Task item:
Top to bottom, every record is to be copied word for word.

Data extract:

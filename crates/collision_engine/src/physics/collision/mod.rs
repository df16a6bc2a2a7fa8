//! Narrow-phase collision detection
//!
//! - [`primitives`] - Rays, spheres and oriented boxes with their intersection tests
//! - [`shape`] - Model-space shapes placed in world space on demand
//! - [`narrow_phase`] - The [`NarrowPhase`] contract and the primitive backend

pub mod primitives;
pub mod shape;
pub mod narrow_phase;

pub use primitives::{BoundingSphere, Contact, OrientedBox, Ray};
pub use shape::{CollisionShape, WorldSpaceShape};
pub use narrow_phase::{BodyDef, Candidate, NarrowPhase, PrimitiveNarrowPhase, ShapeFactory};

Answer to this task:
filename crates/collision_engine/src/physics/collision/mod.rs
repository df16a6bc2a2a7fa8
//! Narrow-phase collision detection
//!
//! - [`primitives`] - Rays, spheres and oriented boxes with their intersection tests
//! - [`shape`] - Model-space shapes placed in world space on demand
//! - [`narrow_phase`] - The [`NarrowPhase`] contract and the primitive backend

pub mod primitives;
pub mod shape;
pub mod narrow_phase;

pub use primitives::{BoundingSphere, Contact, OrientedBox, Ray};
pub use shape::{CollisionShape, WorldSpaceShape};
pub use narrow_phase::{BodyDef, Candidate, NarrowPhase, PrimitiveNarrowPhase, ShapeFactory};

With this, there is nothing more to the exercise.